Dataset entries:
=== Section Start ===
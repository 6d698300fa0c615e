/*
 * Copyright (C) 2020 Oakes, Gregory <gregoryoakes@fastmail.com>
 * Author: Oakes, Gregory <gregory.oakes@fastmail.com>
 *
 * This program is free software: you can redistribute it and/or modify
 * it under the terms of the GNU Affero General Public License as
 * published by the Free Software Foundation, either version 3 of the
 * License, or (at your option) any later version.
 *
 * This program is distributed in the hope that it will be useful,
 * but WITHOUT ANY WARRANTY; without even the implied warranty of
 * MERCHANTABILITY or FITNESS FOR A PARTICULAR PURPOSE.  See the
 * GNU Affero General Public License for more details.
 *
 * You should have received a copy of the GNU Affero General Public License
 * along with this program.  If not, see <http://www.gnu.org/licenses/>.
 */

use std::{
    iter,
    time::{SystemTime, UNIX_EPOCH},
};

use crypto::scrypt::{scrypt_check, scrypt_simple, ScryptParams};
use jsonwebtoken::{
    decode as jwt_decode, encode as jwt_encode, DecodingKey, EncodingKey, Header as JWTHeader,
    Validation,
};
use rand::{distributions::Alphanumeric, thread_rng, Rng};
use serde::{Deserialize, Serialize};
use warp::{
    http::StatusCode,
    reply::{json, with_status, Json, WithStatus},
    Filter, Rejection, Reply,
};

use crate::{
    db, guard,
    user::{self, User},
    Error,
};

const TOKEN_LIFETIME_SECONDS: u64 = 604800;

const SCRYPT_LOG_N: u8 = 14;
const SCRYPT_R: u32 = 8;
const SCRYPT_P: u32 = 1;

pub fn api(
    db_pool: db::Pool,
    jwt_key: EncodingKey,
) -> impl Filter<Extract = (impl Reply,), Error = Rejection> + Clone {
    let register = warp::post()
        .and(warp::path("auth"))
        .and(warp::path("register"))
        .and(warp::path::end())
        .and(warp::body::json())
        .and(guard::with_db(db_pool.clone()))
        .and(guard::with_jwt_priv_key(jwt_key.clone()))
        .and_then(register);

    let login = warp::post()
        .and(warp::path("auth"))
        .and(warp::path("login"))
        .and(warp::path::end())
        .and(warp::body::json())
        .and(guard::with_db(db_pool))
        .and(guard::with_jwt_priv_key(jwt_key))
        .and_then(login);

    register.or(login)
}

/// The input data type of a register request.
#[derive(Serialize, Deserialize)]
pub struct Register {
    pub username: String,
    pub password: String,
}

/// The input data type of a login request.
#[derive(Serialize, Deserialize)]
pub struct Login {
    pub username: String,
    pub password: String,
}

/// The response type of both register and login.
#[derive(Serialize, Deserialize)]
#[serde(rename_all = "camelCase")]
pub struct AuthResp {
    pub access_token: String,
    pub user: User,
}

/// The claims of a JWT bearer token. Verification is stateless; the
/// guard resolves `sub` to a live user afterwards.
#[derive(Debug, Serialize, Deserialize)]
pub struct BearerToken {
    pub sub: i32,
    pub username: String,
    pub iat: u64,
    pub exp: u64,
}

impl BearerToken {
    pub fn issue(user: &User, key: &EncodingKey) -> Result<String, Error> {
        let now = SystemTime::now()
            .duration_since(UNIX_EPOCH)
            .expect("Time went backwards")
            .as_secs();
        let claims = BearerToken {
            sub: user.id,
            username: user.username.clone(),
            iat: now,
            exp: now + TOKEN_LIFETIME_SECONDS,
        };
        Ok(jwt_encode(&JWTHeader::default(), &claims, key)?)
    }

    pub fn verify_token(key: &DecodingKey, raw: &str) -> Result<BearerToken, Error> {
        let validation = Validation {
            leeway: 60,
            ..Default::default()
        };
        Ok(jwt_decode::<BearerToken>(raw, key, &validation)?.claims)
    }
}

async fn register(
    form: Register,
    pool: db::Pool,
    jwt_key: EncodingKey,
) -> Result<WithStatus<Json>, Rejection> {
    if form.username.trim().is_empty() {
        return Err(Rejection::from(Error::MalformedRequest(
            "username must not be empty",
        )));
    }
    if form.password.is_empty() {
        return Err(Rejection::from(Error::MalformedRequest(
            "password must not be empty",
        )));
    }

    let params = ScryptParams::new(SCRYPT_LOG_N, SCRYPT_R, SCRYPT_P);
    let password_hash = scrypt_simple(form.password.as_str(), &params).map_err(Error::IOError)?;

    if user::find_by_username(&pool, form.username.as_str())
        .await?
        .is_some()
    {
        return Err(Rejection::from(Error::Conflict));
    }

    let conn = db::get_db_conn(&pool).await?;
    // The first account in an empty table becomes the admin. The check
    // rides in the same statement as the insert; racing registrations
    // beyond that are left to the database.
    let row = conn
        .query_one(
            r#"
            INSERT INTO users (username, password_hash, role)
            VALUES ($1, $2,
                CASE WHEN (SELECT COUNT(*) FROM users) = 0 THEN 'admin' ELSE 'user' END)
            RETURNING id, username, role
            "#,
            &[&form.username, &password_hash],
        )
        .await
        .map_err(Error::DBError)?;

    let user = User::from(&row);
    let token = BearerToken::issue(&user, &jwt_key)?;
    Ok(with_status(
        json(&AuthResp {
            access_token: token,
            user,
        }),
        StatusCode::CREATED,
    ))
}

async fn login(form: Login, pool: db::Pool, jwt_key: EncodingKey) -> Result<Json, Rejection> {
    let conn = db::get_db_conn(&pool).await?;
    // Unknown usernames and bad passwords take the same error path so the
    // response never reveals which check failed.
    let row = conn
        .query_opt(
            "SELECT id, username, role, password_hash FROM users WHERE username = $1",
            &[&form.username],
        )
        .await
        .map_err(Error::DBError)?
        .ok_or(Error::InvalidCredentials)?;

    let password_hash: String = row.get("password_hash");
    let verified = scrypt_check(form.password.as_str(), password_hash.as_str())
        .map_err(|_| Error::InvalidCredentials)?;
    if !verified {
        return Err(Rejection::from(Error::InvalidCredentials));
    }

    let user = User::from(&row);
    let token = BearerToken::issue(&user, &jwt_key)?;
    Ok(json(&AuthResp {
        access_token: token,
        user,
    }))
}

pub fn random_string(len: usize) -> String {
    let mut rng = thread_rng();
    iter::repeat(())
        .map(|()| rng.sample(Alphanumeric))
        .take(len)
        .collect::<String>()
}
=== Section End ===
WHAT YOU NEED TO DO:
Only the lines that contain the string "Affero" are to be copied from the records.

RESULT OF THE EXERCISE:
 * it under the terms of the GNU Affero General Public License as
 * GNU Affero General Public License for more details.
 * You should have received a copy of the GNU Affero General Public License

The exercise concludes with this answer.